Agent Skills Framework Extension (Optional)

Monitoring & Observability Skill

When to Use This Skill

Use this skill when implementing monitoring observability patterns in your codebase.

How to Use This Skill

Review the patterns and examples below
Apply the relevant patterns to your implementation
Follow the best practices outlined in this skill

Prometheus metrics, Grafana dashboards, distributed tracing, and intelligent alerting for production-grade observability.

Core Capabilities

Metrics Collection - Prometheus, custom metrics, exporters
Visualization - Grafana dashboards, panels, variables
Alerting - Alert rules, routing, escalation
Distributed Tracing - OpenTelemetry, Jaeger, trace correlation
Log Aggregation - Loki, ELK, structured logging
SLO/SLI - Service level objectives and indicators

Prometheus Configuration

# prometheus/prometheus.yml
global:
  scrape_interval: 15s
  evaluation_interval: 15s
  external_labels:
    cluster: production
    region: us-central1

rule_files:
  - /etc/prometheus/rules/*.yml

alerting:
  alertmanagers:
    - static_configs:
        - targets:
            - alertmanager:9093

scrape_configs:
  - job_name: 'prometheus'
    static_configs:
      - targets: ['localhost:9090']

  - job_name: 'kubernetes-apiservers'
    kubernetes_sd_configs:
      - role: endpoints
    scheme: https
    tls_config:
      ca_file: /var/run/secrets/kubernetes.io/serviceaccount/ca.crt
    bearer_token_file: /var/run/secrets/kubernetes.io/serviceaccount/token
    relabel_configs:
      - source_labels: [__meta_kubernetes_namespace, __meta_kubernetes_service_name, __meta_kubernetes_endpoint_port_name]
        action: keep
        regex: default;kubernetes;https

  - job_name: 'kubernetes-pods'
    kubernetes_sd_configs:
      - role: pod
    relabel_configs:
      - source_labels: [__meta_kubernetes_pod_annotation_prometheus_io_scrape]
        action: keep
        regex: true
      - source_labels: [__meta_kubernetes_pod_annotation_prometheus_io_path]
        action: replace
        target_label: __metrics_path__
        regex: (.+)
      - source_labels: [__address__, __meta_kubernetes_pod_annotation_prometheus_io_port]
        action: replace
        regex: ([^:]+)(?::\d+)?;(\d+)
        replacement: $1:$2
        target_label: __address__
      - source_labels: [__meta_kubernetes_namespace]
        target_label: namespace
      - source_labels: [__meta_kubernetes_pod_name]
        target_label: pod

Alert Rules

# prometheus/rules/api-alerts.yml
groups:
  - name: api-availability
    interval: 30s
    rules:
      - alert: APIHighErrorRate
        expr: |
          sum(rate(http_requests_total{job="api",status=~"5.."}[5m]))
          / sum(rate(http_requests_total{job="api"}[5m])) > 0.01
        for: 5m
        labels:
          severity: critical
          team: platform
        annotations:
          summary: "High error rate on API"
          description: "API error rate is {{ $value | humanizePercentage }} (threshold: 1%)"
          runbook_url: "https://wiki.example.com/runbooks/api-errors"

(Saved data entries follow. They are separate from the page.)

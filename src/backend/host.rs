//! Real [`Mount`] adapter for the local host.
//!
//! [`HostMount`] places volumes with bind mounts and answers mount queries
//! from `/proc/self/mounts`, so no local bookkeeping can diverge from what
//! the kernel reports.  Device attachment and formatting remain the storage
//! cluster's concern; this adapter only binds an attached source path into
//! its target.

use std::path::Path;

use async_trait::async_trait;
use tracing::{debug, info, instrument};

use crate::backend::Mount;
use crate::error::DriverError;
use crate::types::MountRecord;

/// Bind-mount based [`Mount`] implementation.
#[derive(Debug, Default)]
pub struct HostMount;

impl HostMount {
    /// Create a new adapter.
    pub fn new() -> Self {
        Self
    }

    /// Read the mount table.
    ///
    /// Note: `/proc/self/mounts` uses octal escapes (`\040` for space,
    /// etc.).  Lifecycle paths must not contain whitespace, so direct string
    /// comparison against the fields is safe.
    async fn mount_table(&self) -> Result<Vec<MountRecord>, DriverError> {
        let contents = tokio::fs::read_to_string("/proc/self/mounts")
            .await
            .map_err(|e| DriverError::internal(format!("read mount table: {e}")))?;

        // Format: <device> <mountpoint> <fstype> <options> <dump> <pass>
        Ok(contents
            .lines()
            .filter_map(|line| {
                let mut fields = line.split_whitespace();
                let source = fields.next()?;
                let target = fields.next()?;
                let _fstype = fields.next()?;
                let options = fields.next()?;
                Some(MountRecord {
                    source: source.to_owned(),
                    target: target.to_owned(),
                    read_only: options.split(',').any(|o| o == "ro"),
                })
            })
            .collect())
    }
}

#[async_trait]
impl Mount for HostMount {
    #[instrument(skip(self))]
    async fn mount(
        &self,
        source: &str,
        target: &str,
        read_only: bool,
    ) -> Result<(), DriverError> {
        let table = self.mount_table().await?;
        if let Some(existing) = table.iter().find(|m| m.target == target) {
            if existing.source == source {
                debug!(target, "target already mounted, idempotent retry");
                return Ok(());
            }
            return Err(DriverError::AlreadyExists(format!(
                "target {target} is already mounted from {}",
                existing.source
            )));
        }

        tokio::fs::create_dir_all(Path::new(target))
            .await
            .map_err(|e| DriverError::internal(format!("create mount target {target}: {e}")))?;

        // mount(2) can block on slow storage; keep it off the async workers.
        let src = source.to_owned();
        let tgt = target.to_owned();
        tokio::task::spawn_blocking(move || -> Result<(), DriverError> {
            let mut flags = nix::mount::MsFlags::MS_BIND;
            if read_only {
                flags |= nix::mount::MsFlags::MS_RDONLY;
            }

            nix::mount::mount(Some(src.as_str()), tgt.as_str(), None::<&str>, flags, None::<&str>)
                .map_err(|e| DriverError::internal(format!("bind mount {src} -> {tgt}: {e}")))?;

            // Some kernels ignore MS_RDONLY on the initial bind-mount call; a
            // separate remount is required to actually enforce read-only
            // access.
            if read_only {
                nix::mount::mount(
                    None::<&str>,
                    tgt.as_str(),
                    None::<&str>,
                    nix::mount::MsFlags::MS_BIND
                        | nix::mount::MsFlags::MS_REMOUNT
                        | nix::mount::MsFlags::MS_RDONLY,
                    None::<&str>,
                )
                .map_err(|e| DriverError::internal(format!("remount {tgt} read-only: {e}")))?;
            }
            Ok(())
        })
        .await
        .map_err(|e| DriverError::internal(format!("mount task failed: {e}")))??;

        info!(source, target, read_only, "bind mount placed");
        Ok(())
    }

    #[instrument(skip(self))]
    async fn unmount(&self, target: &str) -> Result<(), DriverError> {
        if !self.is_mounted(target).await? {
            debug!(target, "target not mounted, nothing to unmount");
            return Ok(());
        }
        let tgt = target.to_owned();
        tokio::task::spawn_blocking(move || {
            nix::mount::umount(tgt.as_str())
                .map_err(|e| DriverError::internal(format!("umount {tgt}: {e}")))
        })
        .await
        .map_err(|e| DriverError::internal(format!("unmount task failed: {e}")))??;
        info!(target, "unmounted");
        Ok(())
    }

    async fn is_mounted(&self, target: &str) -> Result<bool, DriverError> {
        Ok(self.mount_table().await?.iter().any(|m| m.target == target))
    }

    async fn mounts_from(&self, source: &str) -> Result<Vec<MountRecord>, DriverError> {
        Ok(self
            .mount_table()
            .await?
            .into_iter()
            .filter(|m| m.source == source)
            .collect())
    }
}

#[cfg(test)]
mod tests {
    use super::*;

    // Placing real mounts needs CAP_SYS_ADMIN; these tests only exercise the
    // query paths against the live mount table.

    #[tokio::test]
    async fn mount_table_is_readable() {
        let host = HostMount::new();
        let table = host.mount_table().await.unwrap();
        assert!(table.iter().any(|m| m.target == "/"));
    }

    #[tokio::test]
    async fn fresh_directory_is_not_a_mountpoint() {
        let tmp = tempfile::tempdir().unwrap();
        let host = HostMount::new();
        let path = tmp.path().to_str().unwrap();
        assert!(!host.is_mounted(path).await.unwrap());
    }

    #[tokio::test]
    async fn unknown_source_has_no_mounts() {
        let host = HostMount::new();
        let mounts = host.mounts_from("/dev/blockcsi/definitely-absent").await.unwrap();
        assert!(mounts.is_empty());
    }

    #[tokio::test]
    async fn mount_of_missing_source_surfaces_internal() {
        let tmp = tempfile::tempdir().unwrap();
        let host = HostMount::new();
        let err = host
            .mount(
                "/dev/blockcsi/definitely-absent",
                tmp.path().join("target").to_str().unwrap(),
                false,
            )
            .await
            .unwrap_err();
        assert!(matches!(err, DriverError::Internal(_)));
    }

    #[tokio::test]
    async fn unmount_of_unmounted_path_is_ok() {
        let tmp = tempfile::tempdir().unwrap();
        let host = HostMount::new();
        host.unmount(tmp.path().to_str().unwrap()).await.unwrap();
    }
}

      - alert: APIHighLatency
        expr: |
          histogram_quantile(0.99,
            sum(rate(http_request_duration_seconds_bucket{job="api"}[5m])) by (le)
          ) > 1.0
        for: 10m
        labels:
          severity: warning
          team: platform
        annotations:
          summary: "High latency on API"
          description: "P99 latency is {{ $value | humanizeDuration }}"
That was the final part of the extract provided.